____ Input

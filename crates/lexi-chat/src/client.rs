//! Query service client seam.
//!
//! Provides the `QueryClient` trait the controller talks to, a
//! `MockQueryClient` that answers with a canned legal response after a
//! fixed delay, and a `FixtureQueryClient` that replays a recorded backend
//! response from disk.

use std::path::{Path, PathBuf};
use std::sync::atomic::{AtomicUsize, Ordering};
use std::time::Duration;

use lexi_core::types::AnswerPayload;

use crate::error::ChatError;

/// Response used by `MockQueryClient::new`, in backend wire format.
pub const CANNED_RESPONSE: &str = r#"{
  "answer": "Yes, under Section 166 of the Motor Vehicles Act, 1988, the claimants are entitled to an addition for future prospects even when the deceased was self-employed and aged 54–55 years at the time of the accident. In Dani Devi v. Pritam Singh, the Court held that 10% of the deceased’s annual income should be added as future prospects.",
  "citations": [
    {
      "text": "as the age of the deceased at the time of accident was held to be about 54-55 years by the learned Tribunal, being self-employed, as such, 10% of annual income should have been awarded on account of future prospects.” (Para 7 of the document)",
      "source": "Dani_Devi_v_Pritam_Singh.pdf",
      "link": "https://lexisingapore-my.sharepoint.com/:b:/g/personal/harshit_lexi_sg/EdOegeiR_gdBvQxdyW4xE6oBCDgj5E4Bo5wjvhPHpqgIuQ?e=TEu4vz"
    }
  ]
}"#;

/// Default simulated latency.
pub const DEFAULT_DELAY: Duration = Duration::from_millis(1500);

/// A question-answering backend.
///
/// Implementations may be mocked or backed by a real retrieval service;
/// the controller only relies on eventual resolution or rejection.
pub trait QueryClient: Send + Sync {
    /// Ask a question and wait for the answer.
    fn ask(
        &self,
        question: &str,
    ) -> impl std::future::Future<Output = Result<AnswerPayload, ChatError>> + Send;
}

#[derive(Debug, Clone)]
enum Reply {
    Canned,
    Payload(AnswerPayload),
    Fail(String),
}

/// Simulated backend.
///
/// Ignores the question and resolves after a fixed delay.
#[derive(Debug)]
pub struct MockQueryClient {
    delay: Duration,
    reply: Reply,
    calls: AtomicUsize,
}

impl MockQueryClient {
    /// Mock that returns the canned legal answer after the default delay.
    pub fn new() -> Self {
        Self::with_delay(DEFAULT_DELAY)
    }

    /// Mock that returns the canned legal answer after `delay`.
    pub fn with_delay(delay: Duration) -> Self {
        Self {
            delay,
            reply: Reply::Canned,
            calls: AtomicUsize::new(0),
        }
    }

    /// Mock that returns `payload` after `delay`.
    pub fn with_payload(payload: AnswerPayload, delay: Duration) -> Self {
        Self {
            delay,
            reply: Reply::Payload(payload),
            calls: AtomicUsize::new(0),
        }
    }

    /// Mock that fails with a transport error after `delay`.
    pub fn failing(message: &str, delay: Duration) -> Self {
        Self {
            delay,
            reply: Reply::Fail(message.to_string()),
            calls: AtomicUsize::new(0),
        }
    }

    /// Number of times `ask` has been called.
    pub fn call_count(&self) -> usize {
        self.calls.load(Ordering::SeqCst)
    }
}

impl Default for MockQueryClient {
    fn default() -> Self {
        Self::new()
    }
}

impl QueryClient for MockQueryClient {
    async fn ask(&self, question: &str) -> Result<AnswerPayload, ChatError> {
        self.calls.fetch_add(1, Ordering::SeqCst);
        tracing::debug!(
            question_len = question.len(),
            delay_ms = self.delay.as_millis() as u64,
            "Mock query client answering"
        );
        tokio::time::sleep(self.delay).await;

        match &self.reply {
            Reply::Canned => Ok(AnswerPayload::from_json(CANNED_RESPONSE)?),
            Reply::Payload(payload) => Ok(payload.clone()),
            Reply::Fail(msg) => Err(ChatError::Transport(msg.clone())),
        }
    }
}

/// Replays a recorded backend response stored as JSON on disk.
///
/// The file is read on every call, so it can be edited while the app runs.
#[derive(Debug, Clone)]
pub struct FixtureQueryClient {
    path: PathBuf,
    delay: Duration,
}

impl FixtureQueryClient {
    pub fn new(path: impl Into<PathBuf>, delay: Duration) -> Self {
        Self {
            path: path.into(),
            delay,
        }
    }

    pub fn path(&self) -> &Path {
        &self.path
    }
}

impl QueryClient for FixtureQueryClient {
    async fn ask(&self, _question: &str) -> Result<AnswerPayload, ChatError> {
        tokio::time::sleep(self.delay).await;

        let raw = tokio::fs::read_to_string(&self.path).await.map_err(|e| {
            ChatError::Transport(format!("reading {}: {}", self.path.display(), e))
        })?;

        AnswerPayload::from_json(&raw).map_err(|e| {
            tracing::warn!(path = %self.path.display(), error = %e, "Backend payload rejected");
            ChatError::from(e)
        })
    }
}

#[cfg(test)]
mod tests {
    use super::*;
    use std::io::Write;
    use tempfile::NamedTempFile;

    fn fixture(content: &str) -> NamedTempFile {
        let mut file = NamedTempFile::new().unwrap();
        file.write_all(content.as_bytes()).unwrap();
        file
    }

    #[test]
    fn test_canned_response_decodes() {
        let payload = AnswerPayload::from_json(CANNED_RESPONSE).unwrap();
        assert!(payload.answer.contains("Section 166"));
        assert_eq!(payload.citations.len(), 1);
        assert_eq!(
            payload.citations[0].source_label,
            "Dani_Devi_v_Pritam_Singh.pdf"
        );
        assert_eq!(payload.citations[0].source_link.scheme(), "https");
    }

    #[tokio::test(start_paused = true)]
    async fn test_mock_waits_for_delay() {
        let client = MockQueryClient::new();
        let started = tokio::time::Instant::now();
        let payload = client.ask("anything").await.unwrap();
        assert!(started.elapsed() >= DEFAULT_DELAY);
        assert!(payload.answer.starts_with("Yes"));
        assert_eq!(client.call_count(), 1);
    }

    #[tokio::test]
    async fn test_mock_custom_payload_ignores_question() {
        let client =
            MockQueryClient::with_payload(AnswerPayload::new("fixed"), Duration::ZERO);
        let a = client.ask("one").await.unwrap();
        let b = client.ask("two").await.unwrap();
        assert_eq!(a, b);
        assert_eq!(a.answer, "fixed");
        assert_eq!(client.call_count(), 2);
    }

    #[tokio::test]
    async fn test_mock_failing() {
        let client = MockQueryClient::failing("connection refused", Duration::ZERO);
        let err = client.ask("q").await.unwrap_err();
        assert!(matches!(err, ChatError::Transport(_)));
        assert!(err.to_string().contains("connection refused"));
    }

    #[tokio::test]
    async fn test_fixture_valid_payload() {
        let file = fixture(
            r#"{"answer":"Line one\nLine two","citations":[{"text":"t","source":"s.pdf","link":"https://example.org/s.pdf"}]}"#,
        );
        let client = FixtureQueryClient::new(file.path(), Duration::ZERO);
        let payload = client.ask("q").await.unwrap();
        assert_eq!(payload.answer, "Line one\nLine two");
        assert_eq!(payload.citations.len(), 1);
    }

    #[tokio::test]
    async fn test_fixture_missing_answer_is_malformed() {
        let file = fixture(r#"{"citations":[]}"#);
        let client = FixtureQueryClient::new(file.path(), Duration::ZERO);
        let err = client.ask("q").await.unwrap_err();
        assert!(matches!(err, ChatError::MalformedPayload(_)));
    }

    #[tokio::test]
    async fn test_fixture_missing_file_is_transport_error() {
        let client = FixtureQueryClient::new("/nonexistent/answer.json", Duration::ZERO);
        let err = client.ask("q").await.unwrap_err();
        assert!(matches!(err, ChatError::Transport(_)));
        assert!(err.to_string().contains("/nonexistent/answer.json"));
    }

    #[tokio::test]
    async fn test_fixture_empty_citations_is_valid() {
        let file = fixture(r#"{"answer":"No authority found.","citations":[]}"#);
        let client = FixtureQueryClient::new(file.path(), Duration::ZERO);
        let payload = client.ask("q").await.unwrap();
        assert!(payload.citations.is_empty());
    }
}
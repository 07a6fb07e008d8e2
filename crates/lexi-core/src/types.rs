use chrono::{DateTime, Utc};
use serde::{Deserialize, Deserializer, Serialize};
use url::Url;
use uuid::Uuid;

use crate::error::{LexiError, Result};

// =============================================================================
// Citation
// =============================================================================

/// A quoted passage from a source document, attached to an answer.
///
/// Wire field names follow the answering backend: `text`, `source`, `link`.
#[derive(Clone, Debug, PartialEq, Eq, Serialize, Deserialize)]
pub struct Citation {
    /// The quoted excerpt.
    #[serde(rename = "text")]
    pub excerpt_text: String,
    /// Human-readable label for the source document (usually a file name).
    #[serde(rename = "source")]
    pub source_label: String,
    /// Absolute, dereferenceable link to the source document.
    #[serde(rename = "link")]
    pub source_link: Url,
}

impl Citation {
    /// Build a citation, parsing `link` as an absolute URL.
    pub fn new(excerpt_text: &str, source_label: &str, link: &str) -> Result<Self> {
        Ok(Self {
            excerpt_text: excerpt_text.to_string(),
            source_label: source_label.to_string(),
            source_link: parse_absolute_url(link)?,
        })
    }
}

/// Parse a link that must be absolute.
pub fn parse_absolute_url(link: &str) -> Result<Url> {
    Url::parse(link).map_err(|e| LexiError::InvalidUrl {
        url: link.to_string(),
        reason: e.to_string(),
    })
}

// =============================================================================
// AnswerPayload
// =============================================================================

/// The response contract of the question-answering backend.
#[derive(Clone, Debug, PartialEq, Eq, Serialize, Deserialize)]
pub struct AnswerPayload {
    /// Plain-text answer. May contain embedded newlines.
    pub answer: String,
    /// Supporting citations in backend order. Absent or `null` means none.
    #[serde(default, deserialize_with = "null_as_empty")]
    pub citations: Vec<Citation>,
}

impl AnswerPayload {
    /// An answer with no citations.
    pub fn new(answer: impl Into<String>) -> Self {
        Self {
            answer: answer.into(),
            citations: Vec::new(),
        }
    }

    /// Builder-style helper to attach citations.
    pub fn with_citations(mut self, citations: Vec<Citation>) -> Self {
        self.citations = citations;
        self
    }

    /// Decode a raw JSON payload.
    ///
    /// A missing `answer`, invalid JSON, or a citation link that is not an
    /// absolute URL all surface as `LexiError::Serialization`.
    pub fn from_json(raw: &str) -> Result<Self> {
        Ok(serde_json::from_str(raw)?)
    }
}

fn null_as_empty<'de, D>(deserializer: D) -> std::result::Result<Vec<Citation>, D::Error>
where
    D: Deserializer<'de>,
{
    Ok(Option::<Vec<Citation>>::deserialize(deserializer)?.unwrap_or_default())
}

// =============================================================================
// Exchange
// =============================================================================

/// What one turn of the conversation holds.
#[derive(Clone, Debug, PartialEq, Eq, Serialize, Deserialize)]
#[serde(tag = "type", rename_all = "snake_case")]
pub enum ExchangeKind {
    /// A question typed by the user.
    User { text: String },
    /// An answer from the backend.
    Assistant {
        answer: String,
        citations: Vec<Citation>,
    },
    /// A failed request, shown on the assistant side of the transcript.
    Failure { message: String },
}

/// One turn in the conversation. Immutable once created.
#[derive(Clone, Debug, PartialEq, Eq, Serialize, Deserialize)]
pub struct Exchange {
    pub id: Uuid,
    pub created_at: DateTime<Utc>,
    #[serde(flatten)]
    pub kind: ExchangeKind,
}

impl Exchange {
    fn from_kind(kind: ExchangeKind) -> Self {
        Self {
            id: Uuid::new_v4(),
            created_at: Utc::now(),
            kind,
        }
    }

    /// A user question.
    pub fn user(text: impl Into<String>) -> Self {
        Self::from_kind(ExchangeKind::User { text: text.into() })
    }

    /// An assistant answer built from a backend payload.
    pub fn assistant(payload: AnswerPayload) -> Self {
        Self::from_kind(ExchangeKind::Assistant {
            answer: payload.answer,
            citations: payload.citations,
        })
    }

    /// An assistant-side failure notice.
    pub fn failure(message: impl Into<String>) -> Self {
        Self::from_kind(ExchangeKind::Failure {
            message: message.into(),
        })
    }

    pub fn is_user(&self) -> bool {
        matches!(self.kind, ExchangeKind::User { .. })
    }

    pub fn is_assistant(&self) -> bool {
        matches!(self.kind, ExchangeKind::Assistant { .. })
    }

    pub fn is_failure(&self) -> bool {
        matches!(self.kind, ExchangeKind::Failure { .. })
    }

    /// Citations of an assistant exchange; empty for every other kind.
    pub fn citations(&self) -> &[Citation] {
        match &self.kind {
            ExchangeKind::Assistant { citations, .. } => citations,
            _ => &[],
        }
    }
}

// =============================================================================
// Tests
// =============================================================================

#[cfg(test)]
mod tests {
    use super::*;

    const LINK: &str = "https://example.org/judgments/dani_devi.pdf";

    #[test]
    fn test_citation_new_accepts_absolute_url() {
        let c = Citation::new("quoted", "Dani_Devi_v_Pritam_Singh.pdf", LINK).unwrap();
        assert_eq!(c.source_link.as_str(), LINK);
        assert_eq!(c.source_label, "Dani_Devi_v_Pritam_Singh.pdf");
    }

    #[test]
    fn test_citation_new_rejects_relative_url() {
        let err = Citation::new("quoted", "a.pdf", "docs/a.pdf").unwrap_err();
        assert!(matches!(err, LexiError::InvalidUrl { .. }));
    }

    #[test]
    fn test_citation_wire_field_names() {
        let c = Citation::new("excerpt", "a.pdf", LINK).unwrap();
        let json = serde_json::to_value(&c).unwrap();
        assert_eq!(json["text"], "excerpt");
        assert_eq!(json["source"], "a.pdf");
        assert_eq!(json["link"], LINK);
    }

    #[test]
    fn test_payload_from_json_full() {
        let raw = format!(
            r#"{{"answer":"Yes.\nTen percent.","citations":[{{"text":"t","source":"s.pdf","link":"{LINK}"}}]}}"#
        );
        let payload = AnswerPayload::from_json(&raw).unwrap();
        assert_eq!(payload.answer, "Yes.\nTen percent.");
        assert_eq!(payload.citations.len(), 1);
        assert_eq!(payload.citations[0].source_label, "s.pdf");
    }

    #[test]
    fn test_payload_missing_citations_is_empty() {
        let payload = AnswerPayload::from_json(r#"{"answer":"ok"}"#).unwrap();
        assert!(payload.citations.is_empty());
    }

    #[test]
    fn test_payload_null_citations_is_empty() {
        let payload = AnswerPayload::from_json(r#"{"answer":"ok","citations":null}"#).unwrap();
        assert!(payload.citations.is_empty());
    }

    #[test]
    fn test_payload_missing_answer_is_error() {
        let err = AnswerPayload::from_json(r#"{"citations":[]}"#).unwrap_err();
        assert!(matches!(err, LexiError::Serialization(_)));
        assert!(err.to_string().contains("answer"));
    }

    #[test]
    fn test_payload_relative_link_is_error() {
        let raw = r#"{"answer":"a","citations":[{"text":"t","source":"s","link":"s.pdf"}]}"#;
        assert!(AnswerPayload::from_json(raw).is_err());
    }

    #[test]
    fn test_exchange_constructors() {
        let user = Exchange::user("What is quantum entanglement?");
        assert!(user.is_user());
        assert!(user.citations().is_empty());

        let citation = Citation::new("t", "s.pdf", LINK).unwrap();
        let bot = Exchange::assistant(AnswerPayload::new("...").with_citations(vec![citation]));
        assert!(bot.is_assistant());
        assert_eq!(bot.citations().len(), 1);

        let failure = Exchange::failure("Request timed out.");
        assert!(failure.is_failure());
        assert_ne!(user.id, bot.id);
    }

    #[test]
    fn test_exchange_serializes_with_type_tag() {
        let user = Exchange::user("hi");
        let json = serde_json::to_value(&user).unwrap();
        assert_eq!(json["type"], "user");
        assert_eq!(json["text"], "hi");

        let back: Exchange = serde_json::from_value(json).unwrap();
        assert_eq!(back, user);
    }
}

________

Set the entries down again exactly, beginning with their first line and ending with the line that contains "pub trait QueryClient: Send"; omit all other lines.

filename crates/lexi-chat/src/client.rs
//! Query service client seam.
//!
//! Provides the `QueryClient` trait the controller talks to, a
//! `MockQueryClient` that answers with a canned legal response after a
//! fixed delay, and a `FixtureQueryClient` that replays a recorded backend
//! response from disk.

use std::path::{Path, PathBuf};
use std::sync::atomic::{AtomicUsize, Ordering};
use std::time::Duration;

use lexi_core::types::AnswerPayload;

use crate::error::ChatError;

/// Response used by `MockQueryClient::new`, in backend wire format.
pub const CANNED_RESPONSE: &str = r#"{
  "answer": "Yes, under Section 166 of the Motor Vehicles Act, 1988, the claimants are entitled to an addition for future prospects even when the deceased was self-employed and aged 54–55 years at the time of the accident. In Dani Devi v. Pritam Singh, the Court held that 10% of the deceased’s annual income should be added as future prospects.",
  "citations": [
    {
      "text": "as the age of the deceased at the time of accident was held to be about 54-55 years by the learned Tribunal, being self-employed, as such, 10% of annual income should have been awarded on account of future prospects.” (Para 7 of the document)",
      "source": "Dani_Devi_v_Pritam_Singh.pdf",
      "link": "https://lexisingapore-my.sharepoint.com/:b:/g/personal/harshit_lexi_sg/EdOegeiR_gdBvQxdyW4xE6oBCDgj5E4Bo5wjvhPHpqgIuQ?e=TEu4vz"
    }
  ]
}"#;

/// Default simulated latency.
pub const DEFAULT_DELAY: Duration = Duration::from_millis(1500);

/// A question-answering backend.
///
/// Implementations may be mocked or backed by a real retrieval service;
/// the controller only relies on eventual resolution or rejection.
pub trait QueryClient: Send + Sync {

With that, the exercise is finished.